::: Data records

//! Pipeline configuration
//!
//! Defaults match the layout of CİMER complaint exports. `ScrubConfig::default()`
//! is what the command-line tool runs with unless a JSON config file says
//! otherwise.

use crate::columns::ColumnIndex;

/// 1-based row holding the column headers
pub const HEADER_ROW: u32 = 1;

/// Headers are looked for in columns 1 through this one, inclusive
pub const SCAN_LAST_COLUMN: u32 = 20;

/// Both markers must appear in the application-content header
pub const APPLICATION_MARKER: &str = "Başvuru";
pub const CONTENT_MARKER: &str = "İçeriği";

/// Exact header of the text column
pub const TEXT_HEADER: &str = "Metin";

/// Column H
pub const APPLICATION_FALLBACK: ColumnIndex = ColumnIndex::new(8);

/// Column J
pub const TEXT_FALLBACK: ColumnIndex = ColumnIndex::new(10);

/// Appended to the input file stem to name the output
pub const OUTPUT_SUFFIX: &str = "_temizlenmis";

/// How the two target columns are found in a sheet's header row
#[derive(Debug, Clone, PartialEq, Eq)]
#[cfg_attr(
    feature = "serde",
    derive(serde::Serialize, serde::Deserialize),
    serde(default)
)]
pub struct ColumnRules {
    pub header_row: u32,
    pub scan_last_column: u32,
    /// Substrings that must all occur in the application-content header
    pub application_markers: Vec<String>,
    /// Literal the text-column header must equal
    pub text_header: String,
    pub application_fallback: ColumnIndex,
    pub text_fallback: ColumnIndex,
}

impl Default for ColumnRules {
    fn default() -> Self {
        Self {
            header_row: HEADER_ROW,
            scan_last_column: SCAN_LAST_COLUMN,
            application_markers: vec![APPLICATION_MARKER.to_string(), CONTENT_MARKER.to_string()],
            text_header: TEXT_HEADER.to_string(),
            application_fallback: APPLICATION_FALLBACK,
            text_fallback: TEXT_FALLBACK,
        }
    }
}

impl ColumnRules {
    pub(crate) fn is_application_header(&self, header: &str) -> bool {
        !self.application_markers.is_empty()
            && self
                .application_markers
                .iter()
                .all(|marker| header.contains(marker.as_str()))
    }

    pub(crate) fn is_text_header(&self, header: &str) -> bool {
        header == self.text_header
    }
}

/// Options for a scrub run
#[derive(Debug, Clone, PartialEq, Eq)]
#[cfg_attr(
    feature = "serde",
    derive(serde::Serialize, serde::Deserialize),
    serde(default)
)]
pub struct ScrubConfig {
    pub columns: ColumnRules,
    /// Suffix for [`crate::output_file_name`]
    pub output_suffix: String,
}

impl Default for ScrubConfig {
    fn default() -> Self {
        Self {
            columns: ColumnRules::default(),
            output_suffix: OUTPUT_SUFFIX.to_string(),
        }
    }
}

#[cfg(feature = "serde")]
impl ScrubConfig {
    /// Parse a JSON config; missing fields keep their defaults
    pub fn from_json_str(json: &str) -> serde_json::Result<Self> {
        serde_json::from_str(json)
    }
}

::::::

### Task goal
Each line of the material above needs repeating verbatim.

### Final answer
//! Pipeline configuration
//!
//! Defaults match the layout of CİMER complaint exports. `ScrubConfig::default()`
//! is what the command-line tool runs with unless a JSON config file says
//! otherwise.

use crate::columns::ColumnIndex;

/// 1-based row holding the column headers
pub const HEADER_ROW: u32 = 1;

/// Headers are looked for in columns 1 through this one, inclusive
pub const SCAN_LAST_COLUMN: u32 = 20;

/// Both markers must appear in the application-content header
pub const APPLICATION_MARKER: &str = "Başvuru";
pub const CONTENT_MARKER: &str = "İçeriği";

/// Exact header of the text column
pub const TEXT_HEADER: &str = "Metin";

/// Column H
pub const APPLICATION_FALLBACK: ColumnIndex = ColumnIndex::new(8);

/// Column J
pub const TEXT_FALLBACK: ColumnIndex = ColumnIndex::new(10);

/// Appended to the input file stem to name the output
pub const OUTPUT_SUFFIX: &str = "_temizlenmis";

/// How the two target columns are found in a sheet's header row
#[derive(Debug, Clone, PartialEq, Eq)]
#[cfg_attr(
    feature = "serde",
    derive(serde::Serialize, serde::Deserialize),
    serde(default)
)]
pub struct ColumnRules {
    pub header_row: u32,
    pub scan_last_column: u32,
    /// Substrings that must all occur in the application-content header
    pub application_markers: Vec<String>,
    /// Literal the text-column header must equal
    pub text_header: String,
    pub application_fallback: ColumnIndex,
    pub text_fallback: ColumnIndex,
}

impl Default for ColumnRules {
    fn default() -> Self {
        Self {
            header_row: HEADER_ROW,
            scan_last_column: SCAN_LAST_COLUMN,
            application_markers: vec![APPLICATION_MARKER.to_string(), CONTENT_MARKER.to_string()],
            text_header: TEXT_HEADER.to_string(),
            application_fallback: APPLICATION_FALLBACK,
            text_fallback: TEXT_FALLBACK,
        }
    }
}

impl ColumnRules {
    pub(crate) fn is_application_header(&self, header: &str) -> bool {
        !self.application_markers.is_empty()
            && self
                .application_markers
                .iter()
                .all(|marker| header.contains(marker.as_str()))
    }

    pub(crate) fn is_text_header(&self, header: &str) -> bool {
        header == self.text_header
    }
}

/// Options for a scrub run
#[derive(Debug, Clone, PartialEq, Eq)]
#[cfg_attr(
    feature = "serde",
    derive(serde::Serialize, serde::Deserialize),
    serde(default)
)]
pub struct ScrubConfig {
    pub columns: ColumnRules,
    /// Suffix for [`crate::output_file_name`]
    pub output_suffix: String,
}

impl Default for ScrubConfig {
    fn default() -> Self {
        Self {
            columns: ColumnRules::default(),
            output_suffix: OUTPUT_SUFFIX.to_string(),
        }
    }
}

#[cfg(feature = "serde")]
impl ScrubConfig {
    /// Parse a JSON config; missing fields keep their defaults
    pub fn from_json_str(json: &str) -> serde_json::Result<Self> {
        serde_json::from_str(json)
    }
}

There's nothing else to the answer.